Please post your solutions. This is just a solution template to write up your solutions in a nice way and formatted in LaTeX. But maybe your solution is so well written that this is not required finally.
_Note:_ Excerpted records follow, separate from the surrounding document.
//! Entity handle with generational index
//!
//! Entities are lightweight handles (8 bytes) that reference rows in the
//! store. The generation counter prevents use-after-free bugs when ids are
//! recycled.

use std::fmt;

use crate::ecs::ArchetypeId;

/// Dense, reusable entity id. `0` is never allocated.
pub type EntityId = u32;

/// Persistent id, stable across sessions.
pub type Pid = u64;

/// Entity handle (generation-indexed for safety)
///
/// Format: [32-bit generation | 32-bit id]
/// - Id: Position in the entity index
/// - Generation: Incremented on entity deletion (prevents use-after-free)
///
/// Example:
/// ```ignore
/// let entity = store.create_entity();
/// store.delete_entity(entity)?;
/// // entity handle is now invalid (generation mismatch)
/// ```
#[derive(Debug, Copy, Clone, PartialEq, Eq, Hash, PartialOrd, Ord)]
pub struct Entity {
    id: EntityId,
    generation: u32,
}

impl Entity {
    pub(crate) const fn new(id: EntityId, generation: u32) -> Self {
        Self { id, generation }
    }

    pub fn id(&self) -> EntityId {
        self.id
    }

    pub fn generation(&self) -> u32 {
        self.generation
    }

    /// Serialize to 64-bit integer (for networking/save files)
    pub fn to_bits(&self) -> u64 {
        ((self.generation as u64) << 32) | (self.id as u64)
    }

    /// Deserialize from 64-bit integer
    pub fn from_bits(bits: u64) -> Self {
        Self {
            id: bits as u32,
            generation: (bits >> 32) as u32,
        }
    }
}

impl fmt::Display for Entity {
    fn fmt(&self, f: &mut fmt::Formatter<'_>) -> fmt::Result {
        write!(f, "entity {}v{}", self.id, self.generation)
    }
}

/// Physical address of an entity's row.
#[derive(Debug, Copy, Clone, PartialEq, Eq)]
pub struct EntityLocation {
    pub archetype: ArchetypeId,
    pub row: usize,
}

#[cfg(test)]
mod tests {
    use super::*;

    #[test]
    fn bits_round_trip_keeps_generation() {
        let entity = Entity::new(42, 7);
        let back = Entity::from_bits(entity.to_bits());
        assert_eq!(back, entity);
        assert_eq!(back.id(), 42);
        assert_eq!(back.generation(), 7);
    }
}
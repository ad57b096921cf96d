//! Keystone Core
//!
//! Archetype-based entity store:
//! - Entities, components, tags and relation links
//! - Structural changes with constant-time row compaction
//! - Live queries with chunked, contiguous iteration
//! - Batched and deferred mutation
//! - Per-entity snapshot records for external serializers

pub mod config;
pub mod ecs;

pub use config::{PidMode, StoreConfig};

/// Engine version
pub const VERSION: &str = env!("CARGO_PKG_VERSION");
For more information and instructions regarding the ISL/ILL problems please look here: introduction for the IMO ShortList/LongList project and regardingsolutions

orl wrote: Prove the following inequality: \[\prod^k_{i=1} x_i \cdot \sum^k_{i=1} x^{n-1}_i \leq \sum^k_{i=1} x^{n+k-1}_i,\] where $x_i > 0,$ $k \in \mathbb{N}, n \in \mathbb{N}.$ This is a direct result of Muirhead's inequality; $(n+k-1,0,0,...0)$ majorizes $(n-1,1,1,...1)$. Alternatively, it follows from the AM-GM by the symmetric sum of $nx_1^{n+k-1}+x_2^{n+k-1}+...+x_k^{n+k-1} \geq (n+k-1)x_1^{n}x_2...x_k$.

I think you mean (n+k-1,0,0,...,0)\succ(n,1,1,...,1)
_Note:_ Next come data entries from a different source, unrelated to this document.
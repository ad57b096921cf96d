// commands.rs - Deferred structural changes
//
// Structural changes cannot happen while a query borrows the store, so
// iteration code records them in a `CommandBuffer` and applies it once the
// borrow ends. `apply` validates the whole buffer against a simulated view
// of the store before touching it: either every command lands or none does.

use std::collections::{HashMap, HashSet};

use tracing::debug;

use crate::ecs::store::{Changes, Op};
use crate::ecs::unique;
use crate::ecs::{
    marker_meta, ArchetypeId, Component, ComponentRole, EcsError, EcsResult, Entity, EntityBatch,
    EntityId, EntityStore, MarkerId, Pid, Signature, Tag, UniqueEntity,
};

/// A deferred structural change.
pub(crate) enum Command {
    /// Create an entity carrying the result of `ops`.
    Create { pid: Option<Pid>, ops: Vec<Op> },
    /// Delete an entity and detach everything pointing at it.
    Delete { entity: Entity },
    /// Add or remove one component or tag.
    Change { entity: Entity, op: Op },
}

/// Queue of structural changes applied in submission order.
///
/// Consecutive changes to the same entity are folded into one move, and
/// consecutive creations sharing a signature are appended to their archetype
/// in bulk.
#[derive(Default)]
pub struct CommandBuffer {
    commands: Vec<Command>,
}

impl CommandBuffer {
    pub fn new() -> Self {
        Self::default()
    }

    pub fn len(&self) -> usize {
        self.commands.len()
    }

    pub fn is_empty(&self) -> bool {
        self.commands.is_empty()
    }

    pub fn clear(&mut self) {
        self.commands.clear();
    }

    /// Queue creation of an entity carrying `batch`.
    pub fn create(&mut self, batch: EntityBatch) {
        self.commands.push(Command::Create {
            pid: None,
            ops: batch.into_ops(),
        });
    }

    pub fn create_with_pid(&mut self, pid: Pid, batch: EntityBatch) {
        self.commands.push(Command::Create {
            pid: Some(pid),
            ops: batch.into_ops(),
        });
    }

    pub fn delete(&mut self, entity: Entity) {
        self.commands.push(Command::Delete { entity });
    }

    pub fn add_component<T: Component>(&mut self, entity: Entity, value: T) {
        self.commands.push(Command::Change {
            entity,
            op: Op::add(value),
        });
    }

    pub fn remove_component<T: Component>(&mut self, entity: Entity) {
        self.commands.push(Command::Change {
            entity,
            op: Op::remove::<T>(),
        });
    }

    pub fn add_tag<T: Tag>(&mut self, entity: Entity) {
        self.commands.push(Command::Change {
            entity,
            op: Op::add_tag::<T>(),
        });
    }

    pub fn remove_tag<T: Tag>(&mut self, entity: Entity) {
        self.commands.push(Command::Change {
            entity,
            op: Op::remove_tag::<T>(),
        });
    }

    /// Queue every change of `batch` for `entity`.
    pub fn apply_batch(&mut self, entity: Entity, batch: &EntityBatch) {
        for op in batch.to_ops() {
            self.commands.push(Command::Change { entity, op });
        }
    }

    /// Apply all queued commands and empty the buffer.
    ///
    /// Returns the created entities in submission order. On error the store
    /// is unchanged and the queued commands are discarded.
    pub fn apply(&mut self, store: &mut EntityStore) -> EcsResult<Vec<Entity>> {
        let commands = std::mem::take(&mut self.commands);
        let total = commands.len();
        Simulation::new(store).run(&commands)?;

        // Pid-less creations must not take a pid (or, with pids as ids, an id)
        // that a later creation in this buffer asks for.
        store.index.reserve_pids(commands.iter().filter_map(|command| match command {
            Command::Create { pid, .. } => *pid,
            _ => None,
        }));
        let result = replay(store, commands);
        store.index.clear_reserved_pids();
        let created = result?;

        store.count("commands_applied", total);
        debug!(commands = total, created = created.len(), "applied command buffer");
        Ok(created)
    }
}

/// Apply validated commands in order, folding runs as described on `CommandBuffer`.
fn replay(store: &mut EntityStore, commands: Vec<Command>) -> EcsResult<Vec<Entity>> {
    let mut created = Vec::new();
    let mut commands = commands.into_iter().peekable();
    while let Some(command) = commands.next() {
        match command {
            Command::Create { pid, ops } => {
                let mut run = vec![(pid, ops)];
                while matches!(commands.peek(), Some(Command::Create { .. })) {
                    if let Some(Command::Create { pid, ops }) = commands.next() {
                        run.push((pid, ops));
                    }
                }
                created.extend(spawn_run(store, run)?);
            }
            Command::Change { entity, op } => {
                let mut ops = vec![op];
                while matches!(commands.peek(), Some(Command::Change { entity: next, .. }) if *next == entity) {
                    if let Some(Command::Change { op, .. }) = commands.next() {
                        ops.push(op);
                    }
                }
                store.apply_ops(entity, ops)?;
            }
            Command::Delete { entity } => store.delete_entity(entity)?,
        }
    }
    Ok(created)
}

/// Create a run of entities, grouped by their final signature.
fn spawn_run(store: &mut EntityStore, run: Vec<(Option<Pid>, Vec<Op>)>) -> EcsResult<Vec<Entity>> {
    let total = run.len();
    let mut groups: Vec<(Signature, Vec<(usize, Option<Pid>, Changes)>)> = Vec::new();
    let mut by_signature: HashMap<Signature, usize> = HashMap::new();
    for (position, (pid, ops)) in run.into_iter().enumerate() {
        let changes = Changes::fold(store.index.handle(0), &[], &[], ops, false)?;
        let signature = Signature::from_markers(changes.markers.clone());
        let group = *by_signature.entry(signature.clone()).or_insert_with(|| {
            groups.push((signature, Vec::new()));
            groups.len() - 1
        });
        groups[group].1.push((position, pid, changes));
    }

    let mut created: Vec<Option<Entity>> = vec![None; total];
    for (signature, members) in groups {
        let target: ArchetypeId = store.archetypes.get_or_create(&signature);
        store.reserve_rows(target, members.len());
        for (position, pid, changes) in members {
            created[position] = Some(store.spawn_into(target, pid, changes)?);
        }
    }
    Ok(created.into_iter().flatten().collect())
}

/// Who holds a unique key in the simulated store.
#[derive(Debug, Clone, Copy, PartialEq, Eq)]
enum Holder {
    Entity(EntityId),
    /// The n-th entity created by the same buffer.
    Created(usize),
}

impl Holder {
    fn id(self) -> EntityId {
        match self {
            Holder::Entity(id) => id,
            Holder::Created(_) => 0,
        }
    }
}

/// What validation needs to know about one entity.
struct SimEntity {
    entity: Entity,
    alive: bool,
    markers: Vec<MarkerId>,
    unique: Option<String>,
    links: Vec<(MarkerId, EntityId)>,
}

/// Replays commands against a lightweight copy of the affected state.
struct Simulation<'s> {
    store: &'s EntityStore,
    entities: HashMap<EntityId, SimEntity>,
    /// Overrides of the store's unique index; `None` marks a released key.
    uniques: HashMap<String, Option<Holder>>,
    claimed_pids: HashSet<Pid>,
    created: usize,
}

impl<'s> Simulation<'s> {
    fn new(store: &'s EntityStore) -> Self {
        Self {
            store,
            entities: HashMap::new(),
            uniques: HashMap::new(),
            claimed_pids: HashSet::new(),
            created: 0,
        }
    }

    fn run(mut self, commands: &[Command]) -> EcsResult<()> {
        for command in commands {
            match command {
                Command::Create { pid, ops } => self.create(*pid, ops)?,
                Command::Delete { entity } => self.delete(*entity)?,
                Command::Change { entity, op } => {
                    let mut sim = self.take(*entity)?;
                    let result = self.apply(&mut sim, Holder::Entity(entity.id()), op);
                    self.entities.insert(entity.id(), sim);
                    result?;
                }
            }
        }
        Ok(())
    }

    /// Remove an entity's simulated state for editing; callers put it back.
    fn take(&mut self, entity: Entity) -> EcsResult<SimEntity> {
        match self.entities.remove(&entity.id()) {
            Some(sim) if sim.alive && sim.entity == entity => Ok(sim),
            Some(sim) => {
                self.entities.insert(entity.id(), sim);
                Err(EcsError::UnknownEntity { entity })
            }
            None => self.load(entity),
        }
    }

    fn load(&self, entity: Entity) -> EcsResult<SimEntity> {
        let markers = self.store.signature(entity)?.markers().to_vec();
        Ok(SimEntity {
            entity,
            alive: true,
            markers,
            unique: self
                .store
                .component_by_id::<UniqueEntity>(entity.id())
                .map(|unique| unique.uid.clone()),
            links: self.store.outgoing_links(entity.id()),
        })
    }

    fn is_alive(&self, id: EntityId) -> bool {
        match self.entities.get(&id) {
            Some(sim) => sim.alive,
            None => self.store.index.is_id_alive(id),
        }
    }

    fn unique_holder(&self, key: &str) -> Option<Holder> {
        match self.uniques.get(key) {
            Some(holder) => *holder,
            None => self.store.uniques.holder(key).map(Holder::Entity),
        }
    }

    fn release_unique(&mut self, sim: &mut SimEntity) {
        if let Some(key) = sim.unique.take() {
            self.uniques.insert(key, None);
        }
    }

    fn create(&mut self, pid: Option<Pid>, ops: &[Op]) -> EcsResult<()> {
        if let Some(pid) = pid {
            if !self.claimed_pids.insert(pid) {
                return Err(EcsError::InvalidPid {
                    pid,
                    reason: "requested by more than one creation in the buffer",
                });
            }
            match self.store.index.check_pid(pid) {
                Err(EcsError::DuplicatePid { holder, .. }) if !self.is_alive(holder) => {}
                other => other?,
            }
        }
        let mut sim = SimEntity {
            entity: self.store.index.handle(0),
            alive: true,
            markers: Vec::new(),
            unique: None,
            links: Vec::new(),
        };
        let this = Holder::Created(self.created);
        self.created += 1;
        for op in ops {
            self.apply(&mut sim, this, op)?;
        }
        Ok(())
    }

    fn delete(&mut self, entity: Entity) -> EcsResult<()> {
        let mut sim = self.take(entity)?;
        let id = entity.id();
        sim.alive = false;
        self.release_unique(&mut sim);
        self.entities.insert(id, sim);

        // Links drop the deleted entity; a link component without targets
        // disappears with it.
        let mut sources: Vec<EntityId> = self.store.links.incoming(id).iter().map(|&(source, _)| source).collect();
        sources.extend(
            self.entities
                .iter()
                .filter(|(_, sim)| sim.alive && sim.links.iter().any(|&(_, target)| target == id))
                .map(|(&source, _)| source),
        );
        sources.sort_unstable();
        sources.dedup();
        for source in sources.into_iter().filter(|&source| source != id) {
            let Some(handle) = self.store.index.entity(source) else {
                continue;
            };
            let Ok(mut sim) = self.take(handle) else {
                continue;
            };
            let touched: Vec<MarkerId> = sim
                .links
                .iter()
                .filter(|&&(_, target)| target == id)
                .map(|&(marker, _)| marker)
                .collect();
            sim.links.retain(|&(_, target)| target != id);
            let links = &sim.links;
            sim.markers
                .retain(|marker| !touched.contains(marker) || links.iter().any(|(linked, _)| linked == marker));
            self.entities.insert(source, sim);
        }
        Ok(())
    }

    fn apply(&mut self, sim: &mut SimEntity, this: Holder, op: &Op) -> EcsResult<()> {
        let marker = op.marker();
        let meta = marker_meta(marker).ok_or(EcsError::TypeMismatch {
            component: "<unregistered>",
        })?;
        if meta.role.is_hierarchy() {
            return Err(EcsError::ManagedComponent { component: meta.name });
        }

        match op {
            Op::Add { value, .. } => {
                let typed = match value {
                    Some(value) => meta.accepts(value.as_ref()),
                    None => !meta.is_component(),
                };
                if !typed {
                    return Err(EcsError::TypeMismatch { component: meta.name });
                }
                if let Err(pos) = sim.markers.binary_search(&marker) {
                    sim.markers.insert(pos, marker);
                }
                let Some(value) = value else {
                    return Ok(());
                };
                match meta.role {
                    ComponentRole::Unique => {
                        if let Some(key) = unique::key_of(value.as_ref()) {
                            if let Some(holder) = self.unique_holder(key).filter(|&holder| holder != this) {
                                return Err(EcsError::DuplicateUniqueKey {
                                    key: key.to_owned(),
                                    holder: holder.id(),
                                });
                            }
                            self.release_unique(sim);
                            sim.unique = Some(key.to_owned());
                            self.uniques.insert(key.to_owned(), Some(this));
                        }
                    }
                    ComponentRole::Link => {
                        sim.links.retain(|&(m, _)| m != marker);
                        let targets = meta.vtable.map(|vtable| (vtable.link_targets)(value.as_ref()));
                        for target in targets.into_iter().flatten() {
                            if !self.is_alive(target) {
                                return Err(EcsError::UnknownEntity {
                                    entity: self.store.index.handle(target),
                                });
                            }
                            sim.links.push((marker, target));
                        }
                    }
                    _ => {}
                }
            }
            Op::Remove { .. } => match sim.markers.binary_search(&marker) {
                Ok(pos) => {
                    sim.markers.remove(pos);
                    match meta.role {
                        ComponentRole::Unique => self.release_unique(sim),
                        ComponentRole::Link => sim.links.retain(|&(m, _)| m != marker),
                        _ => {}
                    }
                }
                Err(_) if meta.is_component() => {
                    return Err(EcsError::ComponentNotFound {
                        entity: sim.entity,
                        component: meta.name,
                    });
                }
                Err(_) => {}
            },
        }
        Ok(())
    }
}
Or we can use Chebishev Inequality: for sequences $ \left\{a_{n}\right\}$ and $ \left\{b_{n}\right\}$ that both are increasing or both decreasing, and real numbers $ \mu_{i}\;\;(1\leq i\leq n)$ we have: $ \boxed{\sum^{n}_{i = 1}\mu_{i}a_{i}\sum^{n}_{i = 1}\mu_{i}b_{i}\leq\sum^{n}_{i = 1}a_{i}b_{i}\sum^{n}_{i = 1}\mu_{i}}$ now we have: $ \sum^{k}_{i = 1}(1\cdot x^{k}_{i})\sum^{k}_{i = 1}(1\cdot x^{n-1}_{i})\leq\sum^{k}_{i = 1}(x^{k}_{i}\cdot x^{n-1}_{i})\sum^{k}_{i = 1}1$ $ \Longrightarrow\frac{1}{k}\sum^{k}_{i = 1}x^{k}_{i}\cdot\sum^{k}_{i = 1}x^{n-1}_{i}\leq\sum^{k}_{i = 1}x^{n+k-1}_{i}$ by AM-GM : $ \prod^{k}_{i = 1}x_{i}\leq\frac{1}{k}\sum^{k}_{i = 1}x^{k}_{i}$ and the desired inequality is obtained!